June 7, 2021
President Biden issued a new executive order banning Americans from investing in several Chinese firms the US claims are involved in selling repressive surveillance technologies.
The order builds upon similar restrictions enacted by President Donald Trump, who targeted companies both for alleged surveillance and threats to national security.
New President, same Cold War
The latest executive order builds upon EO 13959, which was signed in November 2020. At the time, Trump blocked US investors (institutional and retail) from purchasing or investing in securities of 31 companies.
Among them was CCTV and AI giant Hikvision, China Mobile, Huawei, and server maker Inspur. A month later, four more companies were added, including chip maker SMIC.
In January, the Department of Defense added nine more companies to the list, including GOWIN Semiconductor Corp, Advanced Micro-Fabrication Equipment, and major electronics manufacturer Xiaomi. The latter was able to fight the designation in court, and it has since been retracted.
Biden's order has expanded the list to a total of 59 Chinese companies across telecoms, chip design, space, and nuclear energy. It also improves the language, which the White House admitted was previously open to legal challenges.
In the order, the President wrote: "I find that the use of Chinese surveillance technology outside the PRC and the development or use of Chinese surveillance technology to facilitate repression or serious human rights abuse constitute unusual and extraordinary threats, which have their source in whole or substantial part outside the United States, to the national security, foreign policy, and economy of the United States, and I hereby expand the scope of the national emergency declared in Executive Order 13959 to address those threats."
Information on which which companies are involved in surveillance, and in which regions, is expected to be shared at a later date.
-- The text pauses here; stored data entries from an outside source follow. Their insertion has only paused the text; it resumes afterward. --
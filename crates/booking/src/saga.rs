//! Booking saga: reserve locally, confirm remotely, compensate on failure.

use std::sync::Arc;

use chrono::{NaiveDate, Utc};
use common::{
    BookingId, BookingUid, ConfirmAvailabilityRequest, DateRange, RequestId, RoomId, UserId,
};

use crate::client::InventoryClient;
use crate::idempotency::IdempotencyGuard;
use crate::store::BookingStore;
use crate::{
    Booking, BookingError, BookingStatus, BookingView, CreateBooking, NewBooking, Page,
    PageRequest, Result,
};

/// Orchestrates booking creation and cancellation against the remote
/// inventory.
///
/// ```text
/// create: validate ─► claim request id ─► resolve room ─► PENDING
///             ─► confirm ──┬─ ok ───► CONFIRMED
///                          └─ error ─► CANCELLED + release (best effort)
/// ```
///
/// The PENDING row is committed before the remote call and the final status
/// is a separate write, so a booking interrupted by a crash stays visible as
/// PENDING. Once `create` returns, the booking is never left PENDING.
pub struct BookingSaga<S: BookingStore, C: InventoryClient> {
    store: Arc<S>,
    guard: IdempotencyGuard<S>,
    inventory: C,
}

impl<S: BookingStore, C: InventoryClient> BookingSaga<S, C> {
    /// Creates a new booking saga.
    pub fn new(store: Arc<S>, inventory: C) -> Self {
        Self {
            guard: IdempotencyGuard::new(store.clone()),
            store,
            inventory,
        }
    }

    pub fn store(&self) -> &S {
        &self.store
    }

    pub fn inventory(&self) -> &C {
        &self.inventory
    }

    /// Books a room for `user_id`.
    ///
    /// `request_id` is claimed once on the booking side and forwarded to the
    /// inventory so both sides deduplicate on the same key.
    #[tracing::instrument(skip(self, request), fields(%user_id, %request_id, auto_select = request.auto_select))]
    pub async fn create(
        &self,
        user_id: UserId,
        request: CreateBooking,
        request_id: RequestId,
    ) -> Result<BookingView> {
        metrics::counter!("booking_saga_executions_total").increment(1);
        let started = std::time::Instant::now();

        let range = validate_period(request.start_date, request.end_date, today())?;
        self.guard.claim(&request_id).await?;
        let room_id = self.resolve_room(&request, range, &request_id).await?;

        let pending = self
            .store
            .insert_pending(NewBooking {
                uid: BookingUid::new(),
                user_id,
                room_id,
                range,
            })
            .await?;
        tracing::info!(booking_id = %pending.id, booking_uid = %pending.uid, %room_id, nights = range.nights(), "booking pending");

        let confirm = ConfirmAvailabilityRequest {
            start_date: range.start(),
            end_date: range.end(),
            booking_id: pending.uid,
            request_id: request_id.clone(),
        };
        let result = match self.inventory.confirm(room_id, &confirm).await {
            Ok(()) => match self
                .transition(&pending, BookingStatus::Pending, BookingStatus::Confirmed)
                .await
            {
                Ok(booking) => {
                    metrics::counter!("booking_confirmed_total").increment(1);
                    tracing::info!(booking_id = %booking.id, "booking confirmed");
                    Ok(booking.view())
                }
                Err(err) => {
                    tracing::error!(booking_id = %pending.id, error = %err, "could not record confirmation, compensating");
                    metrics::counter!("booking_compensations_total", "reason" => err.kind().code())
                        .increment(1);
                    self.compensate(&pending, &request_id).await;
                    Err(err)
                }
            },
            Err(err) => {
                tracing::warn!(booking_id = %pending.id, error = %err, "room confirmation failed, compensating");
                metrics::counter!("booking_compensations_total", "reason" => err.kind().code())
                    .increment(1);
                self.compensate(&pending, &request_id).await;
                Err(BookingError::Inventory(err))
            }
        };

        metrics::histogram!("booking_saga_duration_seconds")
            .record(started.elapsed().as_secs_f64());
        result
    }

    /// Cancels a booking owned by `user_id`.
    ///
    /// Cancelling an already cancelled booking changes nothing. Otherwise a
    /// single release is issued and the booking is marked CANCELLED whatever
    /// the release outcome.
    #[tracing::instrument(skip(self), fields(%id, %user_id, %request_id))]
    pub async fn cancel(&self, id: BookingId, user_id: UserId, request_id: RequestId) -> Result<BookingView> {
        let booking = self.owned(id, user_id).await?;
        if booking.status == BookingStatus::Cancelled {
            tracing::debug!("booking already cancelled");
            return Ok(booking.view());
        }

        self.release_best_effort(booking.room_id, booking.uid, &request_id)
            .await;

        let cancelled = match self
            .store
            .update_status(booking.id, booking.status, BookingStatus::Cancelled)
            .await?
        {
            Some(cancelled) => cancelled,
            // Lost a race; fine as long as somebody else cancelled it.
            None => match self.store.get(booking.id).await? {
                Some(current) if current.status == BookingStatus::Cancelled => current,
                _ => {
                    return Err(BookingError::StaleStatus {
                        id: booking.id,
                        expected: booking.status,
                    });
                }
            },
        };
        metrics::counter!("booking_cancelled_total").increment(1);
        tracing::info!("booking cancelled");
        Ok(cancelled.view())
    }

    /// Loads a booking owned by `user_id`.
    pub async fn get(&self, id: BookingId, user_id: UserId) -> Result<BookingView> {
        Ok(self.owned(id, user_id).await?.view())
    }

    /// Lists a user's bookings, newest first.
    pub async fn list(&self, user_id: UserId, page: PageRequest) -> Result<Page<BookingView>> {
        Ok(self
            .store
            .list_by_user(user_id, page)
            .await?
            .map(|b| b.view()))
    }

    async fn resolve_room(
        &self,
        request: &CreateBooking,
        range: DateRange,
        request_id: &RequestId,
    ) -> Result<RoomId> {
        if !request.auto_select {
            return request.room_id.ok_or_else(|| {
                BookingError::Validation("roomId is required when autoSelect=false".to_string())
            });
        }

        let rooms = self.inventory.recommend(range, request_id).await?;
        let room = rooms.first().ok_or(BookingError::NoRoomsAvailable)?;
        tracing::debug!(room_id = %room.id, times_booked = room.times_booked, "room auto-selected");
        Ok(room.id)
    }

    /// Another user's booking is reported as missing.
    async fn owned(&self, id: BookingId, user_id: UserId) -> Result<Booking> {
        match self.store.get(id).await? {
            Some(booking) if booking.user_id == user_id => Ok(booking),
            _ => Err(BookingError::NotFound(id)),
        }
    }

    async fn transition(
        &self,
        booking: &Booking,
        from: BookingStatus,
        to: BookingStatus,
    ) -> Result<Booking> {
        self.store
            .update_status(booking.id, from, to)
            .await?
            .ok_or(BookingError::StaleStatus {
                id: booking.id,
                expected: from,
            })
    }

    /// Marks a PENDING booking CANCELLED and releases its room.
    ///
    /// Both steps are attempted and neither failure reaches the caller, who
    /// gets the error that triggered compensation.
    async fn compensate(&self, pending: &Booking, request_id: &RequestId) {
        if let Err(err) = self
            .transition(pending, BookingStatus::Pending, BookingStatus::Cancelled)
            .await
        {
            metrics::counter!("booking_status_write_failures_total").increment(1);
            tracing::error!(booking_id = %pending.id, error = %err, "could not mark booking cancelled");
        }
        self.release_best_effort(pending.room_id, pending.uid, request_id)
            .await;
    }

    /// Releases the room lock, logging and discarding any failure.
    ///
    /// A failed release leaves a lock behind until it is reconciled out of
    /// band; the caller never sees the error and it is not retried here.
    async fn release_best_effort(&self, room_id: RoomId, booking_uid: BookingUid, request_id: &RequestId) {
        if let Err(err) = self.inventory.release(room_id, booking_uid, request_id).await {
            metrics::counter!("booking_release_failures_total").increment(1);
            tracing::error!(%room_id, %booking_uid, error = %err, "room release failed, lock left for reconciliation");
        }
    }
}

fn today() -> NaiveDate {
    Utc::now().date_naive()
}

/// Checks a requested stay and turns it into a range.
pub fn validate_period(
    start: Option<NaiveDate>,
    end: Option<NaiveDate>,
    today: NaiveDate,
) -> Result<DateRange> {
    let (Some(start), Some(end)) = (start, end) else {
        return Err(BookingError::Validation(
            "startDate and endDate are required".to_string(),
        ));
    };
    let range = DateRange::new(start, end)?;
    if start < today {
        return Err(BookingError::Validation(
            "Invalid dates: startDate must be today or later".to_string(),
        ));
    }
    Ok(range)
}
//! Bounded retry with a configured backoff list.

use std::future::Future;
use std::time::Duration;

use super::ClientError;

const DEFAULT_MAX_ATTEMPTS: u32 = 3;
const DEFAULT_BACKOFF_MS: [u64; 3] = [200, 500, 1000];

/// Retry envelope for remote inventory calls.
///
/// Attempt `k` (1-indexed) that fails with a retryable error is followed by a
/// sleep of `backoff[min(k - 1, len - 1)]`. No sleep follows the final
/// attempt. An empty backoff list retries immediately.
#[derive(Debug, Clone, PartialEq, Eq)]
pub struct RetryPolicy {
    max_attempts: u32,
    backoff: Vec<Duration>,
}

impl Default for RetryPolicy {
    fn default() -> Self {
        Self {
            max_attempts: DEFAULT_MAX_ATTEMPTS,
            backoff: default_backoff(),
        }
    }
}

fn default_backoff() -> Vec<Duration> {
    DEFAULT_BACKOFF_MS
        .iter()
        .copied()
        .map(Duration::from_millis)
        .collect()
}

impl RetryPolicy {
    /// Creates a policy; `max_attempts` below 1 is raised to 1.
    pub fn new(max_attempts: u32, backoff: Vec<Duration>) -> Self {
        Self {
            max_attempts: max_attempts.max(1),
            backoff,
        }
    }

    /// Single attempt, no backoff.
    pub fn no_retry() -> Self {
        Self::new(1, Vec::new())
    }

    /// Parses a comma-separated list of milliseconds.
    ///
    /// Blank entries are skipped; any unparsable entry (or blank input)
    /// yields the default `200,500,1000`.
    pub fn parse_backoff(csv: &str) -> Vec<Duration> {
        if csv.trim().is_empty() {
            return default_backoff();
        }
        csv.split(',')
            .map(str::trim)
            .filter(|s| !s.is_empty())
            .map(|s| s.parse::<u64>().map(Duration::from_millis))
            .collect::<Result<Vec<_>, _>>()
            .unwrap_or_else(|_| default_backoff())
    }

    pub fn max_attempts(&self) -> u32 {
        self.max_attempts
    }

    pub fn backoff(&self) -> &[Duration] {
        &self.backoff
    }

    /// Sleep that follows failed attempt `attempt` (1-indexed).
    pub fn delay_after(&self, attempt: u32) -> Duration {
        let Some(last) = self.backoff.len().checked_sub(1) else {
            return Duration::ZERO;
        };
        let idx = (attempt.saturating_sub(1) as usize).min(last);
        self.backoff[idx]
    }

    /// Runs `call` until it succeeds, fails with a non-retryable error, or
    /// attempts run out.
    ///
    /// Exhaustion is reported as [`ClientError::Unavailable`] carrying the
    /// operation name and the number of attempts made.
    pub async fn run<T, F, Fut>(&self, operation: &'static str, mut call: F) -> Result<T, ClientError>
    where
        F: FnMut(u32) -> Fut,
        Fut: Future<Output = Result<T, ClientError>>,
    {
        let mut attempt = 0;
        loop {
            attempt += 1;
            match call(attempt).await {
                Ok(value) => {
                    if attempt > 1 {
                        tracing::info!(operation, attempt, "inventory call succeeded after retry");
                    }
                    return Ok(value);
                }
                Err(err) if !err.is_retryable() => {
                    tracing::debug!(operation, attempt, error = %err, "inventory call failed, not retrying");
                    return Err(err);
                }
                Err(err) => {
                    if attempt >= self.max_attempts {
                        tracing::warn!(operation, attempt, error = %err, "inventory call attempts exhausted");
                        metrics::counter!("inventory_client_exhausted_total", "operation" => operation)
                            .increment(1);
                        return Err(ClientError::Unavailable {
                            operation,
                            attempts: attempt,
                        });
                    }
                    let delay = self.delay_after(attempt);
                    tracing::warn!(
                        operation,
                        attempt,
                        delay_ms = delay.as_millis() as u64,
                        error = %err,
                        "inventory call failed, retrying"
                    );
                    metrics::counter!("inventory_client_retries_total", "operation" => operation)
                        .increment(1);
                    if !delay.is_zero() {
                        tokio::time::sleep(delay).await;
                    }
                }
            }
        }
    }
}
Some of the companies on the list are accused of using cameras and artificial intelligence to surveil China’s minority Uighur population.
An independent tribunal set up in London this week heard claims that Uighurs were tortured in Chinese "re-education camps," and several human rights groups have termed the situation an ongoing genocide. Alleged first-hand accounts obtained by the BBC earlier this year stated that women were systematically raped and tortured, in camps that house more than one million people.
The Chinese state denies the allegations.
Biden’s Executive Order, and Trump’s order it builds upon, differ from another tactic employed by the US government to punish specific Chinese firms – the Entity List. US companies are banned from working with any of the businesses on the list, preventing companies like Intel, AMD, and Nvidia from exporting crucial chips to Chinese surveillance and defense firms.
Among those added to the Entity List by the Trump administration were AI companies Megvii, Yitu, Hikvision, iFlytek, and SenseTime. Last year, the White House added NetPosa to the list, claiming its SenseNets subsidiary used facial recognition to surveil China's Muslim minority.
Also on the list are CloudWalk Technology, FiberHome Technologies Group, Intellifusion, and IS’Vision.
More businesses could be set to be either added to the Entity List, or blocked from US investments. "We fully expect that in the months ahead... we'll be adding additional companies to the new executive order's restrictions," an official told Reuters.